Sociedade de Amigos do Museu vai fazer Atlas do Património Albicastrense
A Junta de Freguesia de Castelo Branco, em conjunto com a Sociedade dos Amigos do Museu Francisco Tavares Proença Júnior, organiza, no próximo sábado, a partir das 10 horas, na Capela do Espírito Santo, a Assembleia Comunitária da Memória Histórica e Patrimonial, que tem como objetivo perspetivar o estudo, a intervenção e o acompanhamento comunitário da recuperação dos espaços e da memória patrimonial e histórica da Freguesia de Castelo Branco.
Para a presidente da Sociedade, Celeste Capelo, a coorganização desta iniciativa concretiza uma proposta da Junta de Freguesia, à qual a Associação aceitou, tal como tem acontecido relativamente a outras iniciativas.
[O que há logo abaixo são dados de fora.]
/// Drive a running job until it leaves `running`. Returns the status it
/// ended in. Errors only come from the job store.
pub async fn run_job(
    ctx: &DispatchContext,
    job_id: &str,
    wake: &Notify,
    pacing: &mut PacingEngine,
) -> Result<JobStatus> {
    let mut job = ctx.store.get(job_id)?;
    if job.status != JobStatus::Running {
        return Ok(job.status);
    }
    let Some(channel_id) = job.channel_id.clone() else {
        return ctx.fail_job(job_id, "no messaging channel assigned");
    };

    if job.attempt_in_flight {
        job = ctx.recover_interrupted(&job)?;
    }

    let config = job.config.clone();
    let gate = ScheduleGate::for_job(&config, ctx.clock.as_ref());
    let mut breaker = CircuitBreaker::from_history(&config, &job.execution_log);
    if breaker.state() == BreakerState::Tripped {
        let reason = job.last_error.clone().unwrap_or_else(|| "too many consecutive failures".into());
        tracing::warn!("🛑 Job {}: circuit breaker already tripped", job_id);
        return ctx.fail_job(job_id, &reason);
    }

    tracing::info!(
        "🚀 Dispatching job {} on {} ({}/{} done)",
        job_id,
        channel_id,
        job.current_index,
        job.targets.len()
    );
    let mut paced: Option<PacingDecision> = None;

    loop {
        // 1. Status
        let job = ctx.store.get(job_id)?;
        if job.status != JobStatus::Running {
            tracing::info!("⏸️ Job {} stopped dispatching ({})", job_id, job.status);
            return Ok(job.status);
        }
        if job.is_exhausted() {
            return ctx.complete_job(job_id);
        }

        // 2. Schedule gate
        let now = ctx.clock.local_now();
        if !gate.allowed(now) {
            let Some(next) = gate.next_allowed(now) else {
                return ctx.fail_job(job_id, "send window never opens");
            };
            tracing::debug!("🕗 Job {}: outside send window, waiting until {}", job_id, next);
            if let Wait::Interrupted(status) = ctx.wait(job_id, ctx.clock.until(next), wake).await? {
                return Ok(status);
            }
            continue;
        }

        // 3. Pacing, once per target. A quota or window wait after it does
        // not restart the delay.
        let decision = match paced {
            Some(decision) => decision,
            None => {
                let step = PacingStep {
                    sent_count: job.sent_count,
                    consecutive_failures: breaker.consecutive_failures(),
                    last_rest_at: rest_taken_at(&job),
                };
                let decision = pacing.next_delay(&config, &step);
                if decision.is_rest() {
                    tracing::info!(
                        "☕ Job {}: resting {}s after {} messages",
                        job_id,
                        decision.duration().as_secs(),
                        job.sent_count
                    );
                }
                if let Wait::Interrupted(status) = ctx.wait(job_id, decision.duration(), wake).await? {
                    return Ok(status);
                }
                paced = Some(decision);
                if !gate.allowed(ctx.clock.local_now()) {
                    continue;
                }
                decision
            }
        };
        if let Some(typing) = pacing.typing_delay(&config) {
            if let Wait::Interrupted(status) = ctx.wait(job_id, typing, wake).await? {
                return Ok(status);
            }
        }

        // 4. Quota, counted against the hour the send actually starts in.
        let index = job.current_index;
        let Some(target) = job.targets.get(index).cloned() else {
            continue;
        };
        let guard = ctx.locks.acquire(&channel_id).await;
        let now = ctx.clock.local_now();
        if !gate.allowed(now) {
            continue;
        }
        let limits = QuotaLimits::for_job(
            &config,
            job.started_at.map(|at| ctx.clock.to_local(at).date()),
            now.date(),
        );
        if let QuotaDecision::Exhausted { window, resume_at } = ctx.quotas.try_reserve(&channel_id, limits, now) {
            drop(guard);
            tracing::info!(
                "📉 Job {}: {:?} quota reached on {}, waiting until {}",
                job_id,
                window,
                channel_id,
                resume_at
            );
            if let Wait::Interrupted(status) = ctx.wait(job_id, ctx.clock.until(resume_at), wake).await? {
                return Ok(status);
            }
            continue;
        }

        // 5. Send
        if !ctx.claim(job_id, index)? {
            ctx.quotas.release(&channel_id, now);
            continue;
        }
        let attempted_at = ctx.clock.now();
        let outcome = ctx.send(&channel_id, &target).await;
        drop(guard);
        paced = None;

        // 6/7. Record
        let (status, error) = classify(outcome, &config);
        match status {
            LogStatus::Sent => {
                breaker.record_success();
                tracing::debug!("📤 Job {}: sent to {}", job_id, target.id);
            }
            LogStatus::Failed => {
                breaker.record_failure();
                tracing::warn!(
                    "⚠️ Job {}: send to {} failed: {}",
                    job_id,
                    target.id,
                    error.as_deref().unwrap_or("unknown error")
                );
            }
            LogStatus::Skipped => {
                tracing::info!(
                    "🚫 Job {}: {} is blocked, skipping ({})",
                    job_id,
                    target.id,
                    error.as_deref().unwrap_or("blocked")
                );
            }
        }
        let tripped = breaker.state() == BreakerState::Tripped;
        let entry = LogEntry {
            timestamp: attempted_at,
            target_id: target.id.clone(),
            target_name: target.display_name.clone(),
            status,
            error,
            delay_seconds: Some(decision.duration().as_secs_f64()),
        };
        let job = ctx.record_outcome(job_id, &entry, tripped).await?;

        // 8. Terminal?
        match job.status {
            JobStatus::Running => {}
            JobStatus::Failed => {
                tracing::warn!(
                    "🛑 Job {} failed: circuit breaker tripped after {} consecutive failures",
                    job_id,
                    breaker.consecutive_failures()
                );
                return Ok(job.status);
            }
            JobStatus::Completed => {
                log_completed(&job);
                return Ok(job.status);
            }
            other => {
                tracing::info!("⏸️ Job {} stopped dispatching ({})", job_id, other);
                return Ok(other);
            }
        }
    }
}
Celeste Capelo realça que “estamos sempre prontos para colaborar com todos os poderes, desde que sejamos convocados”, embora realce que lamenta “a falta de convergência entre a Sociedade e a Câmara, ao arrepio da função que estes grupos de amigos dos museus assumem hoje em dia”. Considera que “há muita coisa que se poderia criar em conjunto”, mas reconhece que “não tem havido vontade”. Ainda assim, garante que “não vamos desistir”.
A dirigente sublinha ainda que a Sociedade é “uma associação de amigos, independente”, com sócios “de todas as matrizes partidárias”, defendendo que “o que interessa é o Museu e a sua valorização”.
Recorda igualmente que as propostas e reivindicações da instituição “são conhecidas há uma década” e passam pela melhoria dos espaços expositivos e pelo reforço do corpo técnico.
No capítulo da defesa do património, a Sociedade pretende agora alargar a sua ação ao território da Freguesia, começando pela Zona Histórica de Castelo Branco. Antes das eleições, a instituição encontrava-se já a preparar um processo de classificação do Bairro do Castelo, projeto que continua em desenvolvimento. Outro dos objetivos passa pela realização do Atlas dos Patrimónios da Freguesia de Castelo Branco, que será coordenado por Pedro Salvado, vice-presidente da Sociedade, o qual está já a constituir uma equipa multidisciplinar, integrando sócios e não sócios, provenientes de instituições académicas e científicas. O projeto assumirá uma visão alargada do património, abrangendo as dimensões ambiental, arqueológica e etnográfica, bem como o inventário dos chamados pequenos patrimónios, como pontes históricas, portões de quintas e sistemas de água existentes na Freguesia. O projeto será apresentado publicamente em junho.